Sure, the commercial strives to put the company in the best possible light; I’d expect nothing else. But having watched the commercial several times, I can’t put my finger on any justifiable reason the activists are so up in arms. The actual language of the ad is scientifically accurate and encourages healthy dialogue.
It points out that obesity is caused by consuming more calories than we burn, and that calories come from many sources, including Coca-Cola. It also touts the company’s no and low-calorie options, its continued support for programs that promote active lifestyles, and its efforts to make sure consumers know how many calories are in each product.
Yet groups claiming to speak on behalf of public health are up in arms about the ad…..
To anti-sugar zealots, nothing short of a coca-cola ban is enough
Rick Berman, the Executive Director of the Center for Consumer Freedom, a nonprofit coalition supported by restaurants, food companies and consumers to promote personal responsibility and protect consumer choices, writes:
….Yet instead of welcoming the opportunity to move forward constructively, activists who claim to be dedicated to fighting obesity have responded by lobbing rhetorical grenades.
There are two models for improving the healthfulness of food products. The first, taken by various food and beverage companies, is to create healthier choices and offer them to consumers. Activists want bans, taxes, and outlandish warnings to take choices away.
Smart business operators respond to consumer demand: 67 percent of Americans, according to a survey last year by market research firm Mintel, choose healthy foods to get or stay well. So to stay competitive, producers, retailers, and restaurants are offering healthier options to people who want them. In addition to soft drink companies’ low- and no-calorie products, restaurants have added low-calorie menus and snack food companies now offer 100-calorie packs.
Food companies respond to demands for healthier options by increasing choices, offering lower-calorie, lower-fat, and lower-sugar products. But to activists, adding better-for-you options is not enough. They claim that only by using policy to deny consumers the choices that activists don’t like will progress be made.

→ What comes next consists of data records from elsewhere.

use std::io::{Read as _, Write as _};
use std::path::PathBuf;
use std::process::{Child, ChildStdin, Command, Stdio};
use std::thread::JoinHandle;

use crate::encode::sink::{FrameSink, SinkConfig};
use crate::foundation::core::FrameIndex;
use crate::foundation::error::{CollatzError, CollatzResult};
use crate::foundation::math::mul_div255_u16;
use crate::render::{FrameRGBA, ensure_parent_dir};

/// Where and how [`FfmpegSink`] writes the animation.
#[derive(Clone, Debug)]
pub struct FfmpegSinkOpts {
    /// MP4 file to create; an existing file is replaced.
    pub out_path: PathBuf,
    /// Colour that translucent canvas pixels are flattened onto (straight RGBA8).
    pub bg_rgba: [u8; 4],
}

impl FfmpegSinkOpts {
    /// Black background, writing to `out_path`.
    pub fn new(out_path: impl Into<PathBuf>) -> Self {
        Self {
            out_path: out_path.into(),
            bg_rgba: [0, 0, 0, 255],
        }
    }
}

/// Encodes the tree animation to H.264 MP4 with the system `ffmpeg`.
///
/// Frames are flattened to opaque RGBA and piped to `ffmpeg` as rawvideo; the process is
/// spawned in `begin` and awaited in `end`.
pub struct FfmpegSink {
    opts: FfmpegSinkOpts,
    encoder: Option<Encoder>,
    opaque: Vec<u8>,
}

struct Encoder {
    cfg: SinkConfig,
    child: Child,
    stdin: ChildStdin,
    log: JoinHandle<std::io::Result<Vec<u8>>>,
    next_idx: u64,
    frames: u64,
}

impl FfmpegSink {
    /// Sink for `opts`; nothing is spawned yet.
    pub fn new(opts: FfmpegSinkOpts) -> Self {
        Self {
            opts,
            encoder: None,
            opaque: Vec::new(),
        }
    }

    fn encoder_args(&self, cfg: &SinkConfig) -> Vec<String> {
        let mut args: Vec<String> = [
            "-y",
            "-loglevel",
            "error",
            "-f",
            "rawvideo",
            "-pix_fmt",
            "rgba",
        ]
        .map(String::from)
        .into();
        args.push("-s".into());
        args.push(format!("{}x{}", cfg.width, cfg.height));
        args.push("-r".into());
        args.push(format!("{}/{}", cfg.fps.num, cfg.fps.den));
        args.extend(
            [
                "-i",
                "pipe:0",
                "-an",
                "-c:v",
                "libx264",
                "-pix_fmt",
                "yuv420p",
                "-movflags",
                "+faststart",
            ]
            .map(String::from),
        );
        args.push(self.opts.out_path.to_string_lossy().into_owned());
        args
    }
}

impl FrameSink for FfmpegSink {
    fn begin(&mut self, cfg: SinkConfig) -> CollatzResult<()> {
        if self.encoder.is_some() {
            return Err(CollatzError::encode("mp4 encoder already running"));
        }
        if cfg.width == 0
            || cfg.height == 0
            || !cfg.width.is_multiple_of(2)
            || !cfg.height.is_multiple_of(2)
        {
            return Err(CollatzError::validation(format!(
                "mp4 canvas must have even, non-zero sides, got {}x{}",
                cfg.width, cfg.height
            )));
        }
        if !is_ffmpeg_on_path() {
            return Err(CollatzError::encode(
                "animate needs `ffmpeg` on PATH (use --png-frames to skip encoding)",
            ));
        }
        ensure_parent_dir(&self.opts.out_path)?;

        tracing::debug!(
            out = %self.opts.out_path.display(),
            width = cfg.width,
            height = cfg.height,
            "starting ffmpeg"
        );
        let mut child = Command::new("ffmpeg")
            .args(self.encoder_args(&cfg))
            .stdin(Stdio::piped())
            .stdout(Stdio::null())
            .stderr(Stdio::piped())
            .spawn()
            .map_err(|e| CollatzError::encode(format!("could not start ffmpeg: {e}")))?;

        let (Some(stdin), Some(mut stderr)) = (child.stdin.take(), child.stderr.take()) else {
            let _ = child.kill();
            return Err(CollatzError::encode("ffmpeg started without piped stdio"));
        };
        // ffmpeg blocks once its stderr pipe fills, so read it concurrently.
        let log = std::thread::spawn(move || {
            let mut buf = Vec::new();
            stderr.read_to_end(&mut buf)?;
            Ok(buf)
        });

        self.opaque = vec![0u8; cfg.width as usize * cfg.height as usize * 4];
        self.encoder = Some(Encoder {
            cfg,
            child,
            stdin,
            log,
            next_idx: 0,
            frames: 0,
        });
        Ok(())
    }

    fn push_frame(&mut self, idx: FrameIndex, frame: &FrameRGBA) -> CollatzResult<()> {
        let enc = self
            .encoder
            .as_mut()
            .ok_or_else(|| CollatzError::encode("push_frame before begin"))?;
        if idx.0 < enc.next_idx {
            return Err(CollatzError::encode(format!(
                "frame {} arrived after frame {}",
                idx.0,
                enc.next_idx - 1
            )));
        }
        if (frame.width, frame.height) != (enc.cfg.width, enc.cfg.height) {
            return Err(CollatzError::validation(format!(
                "frame is {}x{} but the video is {}x{}",
                frame.width, frame.height, enc.cfg.width, enc.cfg.height
            )));
        }

        flatten_to_opaque_rgba8(
            &mut self.opaque,
            &frame.data,
            frame.premultiplied,
            self.opts.bg_rgba,
        )?;
        enc.stdin
            .write_all(&self.opaque)
            .map_err(|e| CollatzError::encode(format!("ffmpeg stopped accepting frames: {e}")))?;
        enc.next_idx = idx.0 + 1;
        enc.frames += 1;
        Ok(())
    }

    fn end(&mut self) -> CollatzResult<()> {
        let Encoder {
            mut child,
            stdin,
            log,
            frames,
            ..
        } = self
            .encoder
            .take()
            .ok_or_else(|| CollatzError::encode("end before begin"))?;

        // closing stdin is ffmpeg's end-of-stream
        drop(stdin);
        let status = child
            .wait()
            .map_err(|e| CollatzError::encode(format!("waiting for ffmpeg failed: {e}")))?;
        let log = log
            .join()
            .map_err(|_| CollatzError::encode("ffmpeg log reader panicked"))?
            .map_err(|e| CollatzError::encode(format!("reading ffmpeg output failed: {e}")))?;

        if !status.success() {
            return Err(CollatzError::encode(format!(
                "ffmpeg failed ({status}): {}",
                String::from_utf8_lossy(&log).trim()
            )));
        }
        tracing::info!(out = %self.opts.out_path.display(), frames, "wrote mp4");
        Ok(())
    }
}

/// Composite `src` over an opaque `bg`, writing opaque RGBA8 into `dst`.
fn flatten_to_opaque_rgba8(
    dst: &mut [u8],
    src: &[u8],
    premultiplied: bool,
    bg: [u8; 4],
) -> CollatzResult<()> {
    if dst.len() != src.len() || !src.len().is_multiple_of(4) {
        return Err(CollatzError::validation(format!(
            "frame has {} bytes, expected {}",
            src.len(),
            dst.len()
        )));
    }

    for (d, s) in dst.chunks_exact_mut(4).zip(src.chunks_exact(4)) {
        let a = u16::from(s[3]);
        let inv = 255 - a;
        for c in 0..3 {
            let fg = if premultiplied {
                u16::from(s[c])
            } else {
                mul_div255_u16(u16::from(s[c]), a)
            };
            d[c] = (fg + mul_div255_u16(u16::from(bg[c]), inv)).min(255) as u8;
        }
        d[3] = 255;
    }
    Ok(())
}

/// `true` when `ffmpeg -version` runs successfully.
pub fn is_ffmpeg_on_path() -> bool {
    Command::new("ffmpeg")
        .arg("-version")
        .stdout(Stdio::null())
        .stderr(Stdio::null())
        .status()
        .is_ok_and(|s| s.success())
}

#[cfg(test)]
mod tests {
    use super::*;
    use crate::foundation::core::Fps;

    fn frame(w: u32, h: u32) -> FrameRGBA {
        FrameRGBA {
            width: w,
            height: h,
            data: vec![0; (w * h * 4) as usize],
            premultiplied: true,
        }
    }

    #[test]
    fn transparent_pixel_becomes_background() {
        let mut dst = [0u8; 4];
        flatten_to_opaque_rgba8(&mut dst, &[0, 0, 0, 0], true, [10, 20, 30, 255]).unwrap();
        assert_eq!(dst, [10, 20, 30, 255]);
    }

    #[test]
    fn opaque_pixel_is_kept() {
        let mut dst = [0u8; 4];
        flatten_to_opaque_rgba8(&mut dst, &[1, 2, 3, 255], true, [10, 20, 30, 255]).unwrap();
        assert_eq!(dst, [1, 2, 3, 255]);
    }

    #[test]
    fn straight_alpha_is_weighted_before_blending() {
        let mut dst = [0u8; 4];
        flatten_to_opaque_rgba8(&mut dst, &[255, 0, 0, 128], false, [0, 0, 0, 255]).unwrap();
        assert_eq!(dst, [128, 0, 0, 255]);
    }

    #[test]
    fn mismatched_buffers_are_rejected() {
        let mut dst = [0u8; 8];
        assert!(flatten_to_opaque_rgba8(&mut dst, &[0; 4], true, [0; 4]).is_err());
    }

    #[test]
    fn frames_and_end_require_begin() {
        let mut sink = FfmpegSink::new(FfmpegSinkOpts::new("target/unused.mp4"));
        assert!(sink.push_frame(FrameIndex(0), &frame(2, 2)).is_err());
        assert!(sink.end().is_err());
    }

    #[test]
    fn odd_canvas_is_rejected_before_spawning() {
        let mut sink = FfmpegSink::new(FfmpegSinkOpts::new("target/unused.mp4"));
        let cfg = SinkConfig {
            width: 11,
            height: 10,
            fps: Fps::whole(10).unwrap(),
        };
        assert!(sink.begin(cfg).is_err());
        assert!(sink.encoder.is_none());
    }

    #[test]
    fn encoder_args_carry_size_rate_and_output() {
        let sink = FfmpegSink::new(FfmpegSinkOpts::new("videos/tree.mp4"));
        let args = sink.encoder_args(&SinkConfig {
            width: 64,
            height: 32,
            fps: Fps::new(30000, 1001).unwrap(),
        });
        let pos = |flag: &str| args.iter().position(|a| a == flag).unwrap();
        assert_eq!(args[pos("-s") + 1], "64x32");
        assert_eq!(args[pos("-r") + 1], "30000/1001");
        assert!(pos("-r") < pos("-i"));
        assert_eq!(args[pos("-c:v") + 1], "libx264");
        assert_eq!(args.last().map(String::as_str), Some("videos/tree.mp4"));
    }
}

Researchers writing in the journal Preventing Chronic Disease have called for alcohol control as a model for food regulation. Policy ideas have included banning soda sales to minors, “naming of food by percentage of fat and sugar content,” and warning labels on foods high in calories.
That’s not a call for constructive conversation and a balanced approach. That’s a call for endless conflict, possibly ending in another futile attempt at product Prohibition…..
Taxes on ‘fatty foods’, and their unintended consequences
George Pieler, attorney and former tax counsel to the Senate Finance Committee, and Jens Laurson, Editor-at-Large for the International Affairs Forum, write:
…Social science-wise, it is naïve to believe you can change behaviour with taxes and raise revenue at the same time. You may do a little of each, but revenue-raising always seems to win out in the end.
A good starting point for alternative anti-obesity measures would be the separation of revenue-raising and public health, emphasizing sound habits (including physical exercise) in schools as appropriate tasks for the state and more efficient than chasing a people’s olive-oil intake. Personal health is a matter for individuals to figure out with the best information available. Taxes are taxes and should be kept simple for the sake of transparency and accountability.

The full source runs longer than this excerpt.